I’m calling this Document 12.
Document 12 is being written in a Word document, because my Internet connection is poor and creaky. It’s the 12th document I appear to have opened within a certain period of time. It named itself, kind of like it has its own soul. I merely accepted. I said: “Yes, you may take the name of Document 12.”
Can a document have a soul? And what happens when I copy paste it into the InterWebs? Does a little of its soul leach away? Is it a clone, an ember, a scrap of white glare that says writeonmewriteonme you poor wretched wannabe something or other that you are not…yet.
See, the winter isn’t doing me so well. I think I’m going mad. I really do. I try to be funny because it’s the only way I can keep going, I think. It’s February 1, 2011. I will make it to March. I always have.
I haven’t been using my new SAD lightbox properly, even though bug-eyed bunnies with garlands of daisies fairly leapt out of it the first time I tried it. I don’t have time to sit in front of it. I’m supposed to sit there for half an hour, with a book or whatever, while it glares its shiny happy light of wonder at my stricken face, and heals me.
Could it heal me?
What about a vitamin, or a special pill that rattles in my purse like manna, knowing it will pull myself in tight, like a cloak? My legs and arms will be safe by my sides. The world will not devour me, at least not whole.
I sometimes walk along the street and think: I am going to fall, and no one will catch me. I don’t mean a clumsy-footed fall on the ice, while pedestrians laugh and throw eggs and offal at me. I mean, perhaps, that I will stay below, and the world will rise above like a balloon growing distant, with all its warm laughter and colors. So my falling will be more like being left behind.
Or maybe I will forget how to find myself, and where I am, and when I take my glasses off I will not see. Nothing belongs to me; my rings and necklaces are borrowed from the living. Someone might decide to turn off the lights. Someone else might simply close Document 12, and be done with it. Document 12 wants to live, though. It has a beating heart around its edges. Its borders are like the lake I once swam, where I thought I might drown when I had eaten too light a lunch and exercised too fiercely. Keep to the edges, and you will be safe.
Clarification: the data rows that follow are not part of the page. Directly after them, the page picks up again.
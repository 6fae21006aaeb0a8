//! The cost-ordered queues of states which connect adjacent stages.
//!
//! Every directional edge between two stages has exactly one [`Interface`]; it is owned by the
//! stage which pulls from it, while the neighbour pushing into it only remembers its
//! [`InterfaceId`]. Resolving that id through the [`InterfaceRegistry`] yields [`None`] once the
//! owner has released the interface.
mod direction;
mod interface_flags;
mod interface_state;
mod queue;
mod registry;
mod state_store;

pub use direction::Direction;
pub use interface_flags::*;
pub use interface_state::*;
pub use queue::*;
pub use registry::*;
pub use state_store::StateStore;
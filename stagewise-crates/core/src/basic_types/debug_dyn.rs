use std::fmt::Debug;
use std::fmt::Formatter;

/// Stands in for a trait object when deriving [`Debug`] on a structure that holds one.
#[derive(Clone, Copy)]
pub(crate) struct DebugDyn<'a> {
    trait_name: &'a str,
}

impl<'a> DebugDyn<'a> {
    pub(crate) fn from(trait_name: &'a str) -> Self {
        DebugDyn { trait_name }
    }
}

impl Debug for DebugDyn<'_> {
    fn fmt(&self, f: &mut Formatter<'_>) -> std::fmt::Result {
        write!(f, "<dyn {}>", self.trait_name)
    }
}
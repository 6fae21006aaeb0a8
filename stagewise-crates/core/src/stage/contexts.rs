use std::rc::Rc;

use log::debug;

use super::PropertyMap;
use super::StageData;
use super::StageId;
use crate::containers::KeyGenerator;
use crate::containers::KeyedVec;
use crate::interface::Direction;
use crate::interface::Interface;
use crate::interface::InterfaceId;
use crate::interface::InterfaceOwner;
use crate::interface::InterfaceRegistry;
use crate::interface::InterfaceState;
use crate::interface::StateDraft;
use crate::interface::StateId;
use crate::interface::StateStore;
use crate::solutions::SolutionBase;
use crate::solutions::SolutionCallback;
use crate::solutions::SolutionCallbackId;
use crate::solutions::SolutionId;
use crate::solutions::SubTrajectory;
#[cfg(doc)]
use crate::stage::Stage;

/// Provided to [`Stage::initialise`]; allows a stage to create and subscribe to its pull
/// interfaces and to listen to the solutions of other stages.
#[derive(Debug)]
pub struct InitialisationContext<'a> {
    stage: StageId,
    data: &'a mut KeyedVec<StageId, Option<StageData>>,
    registry: &'a mut InterfaceRegistry,
}

impl<'a> InitialisationContext<'a> {
    pub(crate) fn new(
        stage: StageId,
        data: &'a mut KeyedVec<StageId, Option<StageData>>,
        registry: &'a mut InterfaceRegistry,
    ) -> Self {
        InitialisationContext {
            stage,
            data,
            registry,
        }
    }

    pub fn stage_id(&self) -> StageId {
        self.stage
    }

    /// Returns the own interface holding states which travel in `direction`, creating it if the
    /// stage does not have one yet.
    pub fn create_pull_interface(&mut self, direction: Direction) -> InterfaceId {
        let existing = self
            .own_data()
            .and_then(|data| data.pull_interface(direction))
            .filter(|id| self.registry.get(*id).is_some());
        if let Some(id) = existing {
            return id;
        }

        let id = self
            .registry
            .create(direction, InterfaceOwner::Stage(self.stage));
        if let Some(data) = self.data.get_mut(self.stage).and_then(Option::as_mut) {
            data.set_pull_interface(direction, id);
        }
        id
    }

    /// Ask to be notified, through [`Stage::notify`], about every state inserted into (or updated
    /// on) the own interface of `direction`.
    pub fn subscribe(&mut self, direction: Direction) {
        let id = self.create_pull_interface(direction);
        if let Some(interface) = self.registry.get_mut(id) {
            interface.subscribe();
        }
    }

    /// Whether `stage` is part of the same pipeline.
    pub fn contains_stage(&self, stage: StageId) -> bool {
        self.data.get(stage).is_some_and(Option::is_some)
    }

    /// Register `callback` to be invoked with every successful solution of `stage`.
    ///
    /// The registration is recorded on the initialising stage and withdrawn when that stage is
    /// removed from the pipeline. Returns [`None`] if there is no such stage.
    pub fn add_solution_callback(
        &mut self,
        stage: StageId,
        callback: Box<dyn SolutionCallback>,
    ) -> Option<SolutionCallbackId> {
        let id = self
            .data
            .get_mut(stage)
            .and_then(Option::as_mut)
            .map(|data| data.solutions_mut().add_callback(callback))?;

        if let Some(own) = self.data.get_mut(self.stage).and_then(Option::as_mut) {
            own.record_registration(stage, id);
        }
        Some(id)
    }

    /// The properties of the initialising stage.
    pub fn properties(&self) -> Option<&PropertyMap> {
        self.own_data().map(StageData::properties)
    }

    fn own_data(&self) -> Option<&StageData> {
        self.data.get(self.stage).and_then(Option::as_ref)
    }
}

/// A read-only view on a stage and the interfaces around it.
///
/// Provided to [`Stage::can_compute`], [`Stage::validate_connectivity`] and [`Stage::notify`].
#[derive(Clone, Copy, Debug)]
pub struct ReadContext<'a> {
    stage: &'a StageData,
    registry: &'a InterfaceRegistry,
    states: &'a StateStore,
}

impl<'a> ReadContext<'a> {
    pub(crate) fn new(
        stage: &'a StageData,
        registry: &'a InterfaceRegistry,
        states: &'a StateStore,
    ) -> Self {
        ReadContext {
            stage,
            registry,
            states,
        }
    }

    pub fn stage(&self) -> &'a StageData {
        self.stage
    }

    /// The own interface holding the states which travel in `direction`.
    pub fn pull_interface(&self, direction: Direction) -> Option<&'a Interface> {
        self.registry.resolve(self.stage.pull_interface(direction))
    }

    /// The neighbouring interface into which states travelling in `direction` are pushed;
    /// [`None`] if it was never wired or has been released since.
    pub fn push_interface(&self, direction: Direction) -> Option<&'a Interface> {
        self.registry.resolve(self.stage.push_interface(direction))
    }

    /// Whether the own interface of `direction` holds at least one state.
    pub fn has_state(&self, direction: Direction) -> bool {
        self.pull_interface(direction)
            .is_some_and(|interface| !interface.is_empty())
    }

    pub fn state(&self, state: StateId) -> Option<&'a InterfaceState> {
        self.states.get(state)
    }

    pub fn states(&self) -> &'a StateStore {
        self.states
    }
}

/// Provided to [`Stage::compute`]; gives access to the pull interfaces of the stage and the
/// operations which emit states and solutions.
///
/// Every operation which records a solution informs the registered solution callbacks before it
/// returns.
#[derive(Debug)]
pub struct ComputeContext<'a> {
    stage: &'a mut StageData,
    registry: &'a mut InterfaceRegistry,
    states: &'a mut StateStore,
    solution_ids: &'a mut KeyGenerator<SolutionId>,
}

impl<'a> ComputeContext<'a> {
    pub(crate) fn new(
        stage: &'a mut StageData,
        registry: &'a mut InterfaceRegistry,
        states: &'a mut StateStore,
        solution_ids: &'a mut KeyGenerator<SolutionId>,
    ) -> Self {
        ComputeContext {
            stage,
            registry,
            states,
            solution_ids,
        }
    }

    pub fn as_readonly(&self) -> ReadContext<'_> {
        ReadContext::new(&*self.stage, &*self.registry, &*self.states)
    }

    pub fn stage(&self) -> &StageData {
        &*self.stage
    }

    pub fn states(&self) -> &StateStore {
        &*self.states
    }

    pub fn has_state(&self, direction: Direction) -> bool {
        self.as_readonly().has_state(direction)
    }

    /// The current version of `state`.
    pub fn state(&self, state: StateId) -> Option<Rc<InterfaceState>> {
        self.states.shared(state)
    }

    /// Removes and returns the cheapest state of the own interface of `direction`.
    pub fn fetch_state(&mut self, direction: Direction) -> Option<Rc<InterfaceState>> {
        let interface = self
            .stage
            .pull_interface(direction)
            .and_then(|id| self.registry.get_mut(id))?;
        let state = interface.pop_cheapest()?;

        self.states.shared(state)
    }

    /// Remove `state`, which caused a failure, from further consideration; it is taken off the
    /// own interface of `direction` if it is still queued there.
    pub fn drop_failed(&mut self, direction: Direction, state: StateId) {
        if let Some(interface) = self
            .stage
            .pull_interface(direction)
            .and_then(|id| self.registry.get_mut(id))
        {
            let _ = interface.prune(state);
        }

        self.states.mark_pruned(state);
        self.stage.statistics_mut().num_states_pruned += 1;
        debug!("{}: pruned {state} after a failure", self.stage.name());
    }

    /// Emit a new state in both directions, together with the solution which produced it.
    ///
    /// The copy pushed backward is the start of the solution, the copy pushed forward its end. A
    /// failing `solution` is recorded without pushing anything.
    pub fn spawn(&mut self, state: StateDraft, solution: SubTrajectory) -> SolutionId {
        if solution.is_failure() {
            return self.store(None, None, solution);
        }

        let start = self.push(Direction::Backward, state.clone());
        let end = self.push(Direction::Forward, state);
        self.store(Some(start), Some(end), solution)
    }

    /// Push `to` into the next stage and record the solution `from → to`.
    pub fn send_forward(
        &mut self,
        from: &InterfaceState,
        to: StateDraft,
        solution: SubTrajectory,
    ) -> SolutionId {
        if solution.is_failure() {
            return self.store(Some(from.id()), None, solution);
        }

        let to = self.push(Direction::Forward, to);
        self.store(Some(from.id()), Some(to), solution)
    }

    /// Push `from` into the previous stage and record the solution `from → to`.
    pub fn send_backward(
        &mut self,
        from: StateDraft,
        to: &InterfaceState,
        solution: SubTrajectory,
    ) -> SolutionId {
        if solution.is_failure() {
            return self.store(None, Some(to.id()), solution);
        }

        let from = self.push(Direction::Backward, from);
        self.store(Some(from), Some(to.id()), solution)
    }

    /// Record a solution linking two states which were pulled from the own interfaces; no new
    /// state is emitted.
    pub fn connect(
        &mut self,
        from: &InterfaceState,
        to: &InterfaceState,
        solution: SubTrajectory,
    ) -> SolutionId {
        self.store(Some(from.id()), Some(to.id()), solution)
    }

    /// Record a failing solution between the given states, whatever the cost of `solution`.
    pub fn store_failure(
        &mut self,
        start: Option<StateId>,
        end: Option<StateId>,
        solution: SubTrajectory,
    ) -> SolutionId {
        self.store(start, end, solution.into_failure())
    }

    fn push(&mut self, direction: Direction, draft: StateDraft) -> StateId {
        let state = self.states.create(direction, draft);
        if self
            .registry
            .insert(self.stage.push_interface(direction), &state)
        {
            self.stage.statistics_mut().num_states_sent += 1;
        }

        state.id()
    }

    fn store(
        &mut self,
        start: Option<StateId>,
        end: Option<StateId>,
        solution: SubTrajectory,
    ) -> SolutionId {
        let id = self.solution_ids.next_key();
        let solution = Rc::new(SolutionBase::new(id, self.stage.id(), start, end, solution));

        let introspection = self.stage.introspection.as_ref().map(Rc::clone);
        let name = self.stage.name().to_owned();
        if self
            .stage
            .solutions_mut()
            .store_solution(&solution, &name, introspection.as_deref())
        {
            self.stage.statistics_mut().num_solutions += 1;
            self.stage.solutions_mut().new_solution(&solution);
        } else {
            self.stage.statistics_mut().num_failures += 1;
        }

        id
    }
}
I said to myself that day: “You must not panic here. You must put your head down into the water, and make it to the other side.” I put my head down, and I did. I was alone. I kept going.
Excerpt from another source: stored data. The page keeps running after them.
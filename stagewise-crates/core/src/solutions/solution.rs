use std::fmt::Display;
use std::rc::Rc;

use crate::basic_types::Cost;
use crate::basic_types::Payload;
use crate::containers::StorageKey;
use crate::interface::StateId;
use crate::stage::StageId;

/// An identifier of a solution within a pipeline.
#[repr(transparent)]
#[derive(Clone, Copy, Debug, Hash, PartialEq, Eq, PartialOrd, Ord)]
pub struct SolutionId(pub(crate) u32);

impl Display for SolutionId {
    fn fmt(&self, f: &mut std::fmt::Formatter<'_>) -> std::fmt::Result {
        write!(f, "SolutionId({})", self.0)
    }
}

impl StorageKey for SolutionId {
    fn index(&self) -> usize {
        self.0 as usize
    }

    fn create_from_index(index: usize) -> Self {
        SolutionId(index as u32)
    }
}

/// A directed, costed edge between two states.
///
/// A finite cost marks a viable solution, [`Cost::INFINITE`] marks a failure. Solutions of a
/// generator connect the two copies of the spawned state (the one pushed backward is the start,
/// the one pushed forward is the end). Once created, a solution is shared by reference and never
/// changed.
#[derive(Debug)]
pub struct SolutionBase {
    id: SolutionId,
    creator: StageId,
    cost: Cost,
    start: Option<StateId>,
    end: Option<StateId>,
    payload: Option<Rc<dyn Payload>>,
    comment: String,
}

impl SolutionBase {
    pub(crate) fn new(
        id: SolutionId,
        creator: StageId,
        start: Option<StateId>,
        end: Option<StateId>,
        trajectory: SubTrajectory,
    ) -> Self {
        SolutionBase {
            id,
            creator,
            cost: trajectory.cost,
            start,
            end,
            payload: trajectory.payload,
            comment: trajectory.comment,
        }
    }

    pub fn id(&self) -> SolutionId {
        self.id
    }

    /// The stage which computed this solution.
    pub fn creator(&self) -> StageId {
        self.creator
    }

    pub fn cost(&self) -> Cost {
        self.cost
    }

    pub fn is_failure(&self) -> bool {
        self.cost.is_infinite()
    }

    pub fn start(&self) -> Option<StateId> {
        self.start
    }

    pub fn end(&self) -> Option<StateId> {
        self.end
    }

    pub fn payload(&self) -> Option<&dyn Payload> {
        self.payload.as_deref()
    }

    pub fn payload_as<T: Payload>(&self) -> Option<&T> {
        self.payload.as_ref()?.downcast_ref::<T>()
    }

    pub fn comment(&self) -> &str {
        &self.comment
    }
}

/// The outcome of a domain computation: its cost and the computed result.
///
/// The engine turns it into a [`SolutionBase`] once the states it connects are known.
#[derive(Clone, Debug, Default)]
pub struct SubTrajectory {
    cost: Cost,
    payload: Option<Rc<dyn Payload>>,
    comment: String,
}

impl SubTrajectory {
    pub fn new(cost: impl Into<Cost>) -> Self {
        SubTrajectory {
            cost: cost.into(),
            ..Default::default()
        }
    }

    /// A failed computation.
    pub fn failure() -> Self {
        SubTrajectory::new(Cost::INFINITE)
    }

    /// Turn this outcome into a failure, keeping its payload and comment for introspection.
    pub fn into_failure(mut self) -> Self {
        self.cost = Cost::INFINITE;
        self
    }

    pub fn with_payload(mut self, payload: impl Payload) -> Self {
        self.payload = Some(Rc::new(payload));
        self
    }

    pub fn with_comment(mut self, comment: impl Into<String>) -> Self {
        self.comment = comment.into();
        self
    }

    pub fn cost(&self) -> Cost {
        self.cost
    }

    pub fn is_failure(&self) -> bool {
        self.cost.is_infinite()
    }

    pub fn comment(&self) -> &str {
        &self.comment
    }
}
I feel the flickerings of this sort of fear in the winter. The walls seem too far away, or too close. The ceiling seems lower than it usually does. Did it always meet the edge of the wall, just like that? One misstep and I could knock into a wall, or miss the doorframe. I never do. I never do, and I am strong. But I am also dizzy and weary and confused. I want to know what is wrong with me. Maybe what is wrong with me is also what is right with me. I have been dizzy since the age of three. I can no longer drive on the highway. I will win over this; I will not die.
Everything recedes away. I was talking to a friend the other day at the gym and the world lurched away from me until the edge of the weight machine seemed leagues distant and I felt faint, and I looked at his kind face, and I said: “I think I don’t feel so well.” So he walked me carefully over to the machine that dispenses the Powerade and other drinks, and I bought a Powerade with quarters and drank it.
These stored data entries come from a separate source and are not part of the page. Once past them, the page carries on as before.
use enumset::EnumSet;
use log::debug;

use crate::basic_types::ConfigurationError;
use crate::interface::propagation_flags;
use crate::interface::Direction;
use crate::interface::FlagsDisplay;
use crate::interface::InterfaceFlags;
use crate::interface::InterfaceState;
use crate::interface::StateDraft;
use crate::interface::UNKNOWN;
use crate::solutions::SubTrajectory;
use crate::stage::validate_required_interface;
use crate::stage::ComputeContext;
use crate::stage::ReadContext;
use crate::stage::Stage;

/// The outcome of propagating a single state.
#[derive(Clone, Debug)]
pub struct Propagated {
    /// The derived state; [`None`] if the propagation failed.
    pub state: Option<StateDraft>,
    pub solution: SubTrajectory,
}

impl Propagated {
    pub fn success(state: StateDraft, solution: SubTrajectory) -> Self {
        Propagated {
            state: Some(state),
            solution,
        }
    }

    pub fn failure(solution: SubTrajectory) -> Self {
        Propagated {
            state: None,
            solution: solution.into_failure(),
        }
    }

    pub fn is_success(&self) -> bool {
        self.state.is_some() && !self.solution.is_failure()
    }
}

/// The domain computation of a [`PropagatingEitherWay`] stage.
///
/// Only the directions in which the stage is configured to propagate are ever called; by default
/// both report a failure.
pub trait Propagate {
    /// Derive the state at the end of a solution starting in `from`.
    fn compute_forward(&mut self, _from: &InterfaceState) -> Propagated {
        Propagated::failure(SubTrajectory::failure())
    }

    /// Derive the state at the start of a solution ending in `to`.
    fn compute_backward(&mut self, _to: &InterfaceState) -> Propagated {
        Propagated::failure(SubTrajectory::failure())
    }
}

/// The directions in which a [`PropagatingEitherWay`] stage may propagate.
#[derive(Clone, Copy, Debug, PartialEq, Eq)]
pub enum PropagationDirection {
    Forward,
    Backward,
    /// Decided once the neighbours of the stage are known.
    Either,
}

/// A stage which pulls a state from one side, transforms it and pushes the result to the other
/// side.
///
/// A stage created with [`PropagationDirection::Either`] reports an [`UNKNOWN`] interface until
/// its container restricts it through [`Stage::prune_interface`]; once narrowed, the set of
/// directions never widens again.
#[derive(Debug)]
pub struct PropagatingEitherWay<P> {
    name: String,
    directions: EnumSet<Direction>,
    resolved: bool,
    hook: P,
}

impl<P: Propagate> PropagatingEitherWay<P> {
    pub fn new(name: impl Into<String>, direction: PropagationDirection, hook: P) -> Self {
        let (directions, resolved) = match direction {
            PropagationDirection::Forward => (EnumSet::only(Direction::Forward), true),
            PropagationDirection::Backward => (EnumSet::only(Direction::Backward), true),
            PropagationDirection::Either => (EnumSet::all(), false),
        };

        PropagatingEitherWay {
            name: name.into(),
            directions,
            resolved,
            hook,
        }
    }

    /// A stage which only propagates forward.
    pub fn forward(name: impl Into<String>, hook: P) -> Self {
        Self::new(name, PropagationDirection::Forward, hook)
    }

    /// A stage which only propagates backward.
    pub fn backward(name: impl Into<String>, hook: P) -> Self {
        Self::new(name, PropagationDirection::Backward, hook)
    }

    pub fn either(name: impl Into<String>, hook: P) -> Self {
        Self::new(name, PropagationDirection::Either, hook)
    }

    /// The directions the stage currently propagates in.
    pub fn directions(&self) -> EnumSet<Direction> {
        self.directions
    }

    pub fn hook(&self) -> &P {
        &self.hook
    }

    /// The side to serve next; the start side is preferred when both sides have states.
    fn next_direction(&self, context: ReadContext) -> Option<Direction> {
        [Direction::Forward, Direction::Backward]
            .into_iter()
            .find(|direction| {
                self.directions.contains(*direction) && context.has_state(*direction)
            })
    }
}

impl<P: Propagate + 'static> Stage for PropagatingEitherWay<P> {
    fn name(&self) -> &str {
        &self.name
    }

    fn required_interface(&self) -> InterfaceFlags {
        if !self.resolved {
            return UNKNOWN;
        }

        self.directions
            .iter()
            .fold(UNKNOWN, |flags, direction| flags | propagation_flags(direction))
    }

    fn prune_interface(&mut self, accepted: InterfaceFlags) -> Result<(), ConfigurationError> {
        let remaining = self
            .directions
            .iter()
            .filter(|direction| accepted.is_superset(propagation_flags(*direction)))
            .collect::<EnumSet<_>>();

        if remaining.is_empty() {
            return Err(ConfigurationError::RejectedInterface {
                stage: self.name.clone(),
                accepted: FlagsDisplay(accepted).to_string(),
            });
        }

        debug!(
            "{}: restricted to {}",
            self.name,
            FlagsDisplay(
                remaining
                    .iter()
                    .fold(UNKNOWN, |flags, direction| flags | propagation_flags(direction))
            )
        );
        self.directions = remaining;
        self.resolved = true;
        Ok(())
    }

    fn validate_connectivity(&self, context: ReadContext) -> Result<(), ConfigurationError> {
        let required = self.required_interface();
        if required.is_empty() {
            return Err(ConfigurationError::NoPropagationDirection {
                stage: self.name.clone(),
            });
        }

        validate_required_interface(&self.name, required, context)
    }

    fn can_compute(&self, context: ReadContext) -> bool {
        self.next_direction(context).is_some()
    }

    fn compute(&mut self, mut context: ComputeContext) {
        let Some(direction) = self.next_direction(context.as_readonly()) else {
            return;
        };
        let Some(state) = context.fetch_state(direction) else {
            return;
        };

        let Propagated {
            state: derived,
            solution,
        } = match direction {
            Direction::Forward => self.hook.compute_forward(&state),
            Direction::Backward => self.hook.compute_backward(&state),
        };

        match derived {
            Some(derived) if !solution.is_failure() => {
                debug!(
                    "{}: propagated {} {direction} with cost {}",
                    self.name,
                    state.id(),
                    solution.cost()
                );
                let _ = match direction {
                    Direction::Forward => context.send_forward(&state, derived, solution),
                    Direction::Backward => context.send_backward(derived, &state, solution),
                };
            }
            _ => {
                let _ = match direction {
                    Direction::Forward => context.store_failure(Some(state.id()), None, solution),
                    Direction::Backward => context.store_failure(None, Some(state.id()), solution),
                };
                context.drop_failed(direction, state.id());
            }
        }
    }
}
“How will I get home?” I thought, sitting in a chair with my soft mittens pressed on my forehead. “I might as well be on the Moon.” I couldn’t see how my legs would move to get me there. I couldn’t see it at all. I could place a call, and ask for a ride. How weak would that seem!
But finally I got up, and walked, roughly, over the slurred ice and past the hulking snowdrifts and I don’t how I got there. I don’t know how, but I got home. Keep going.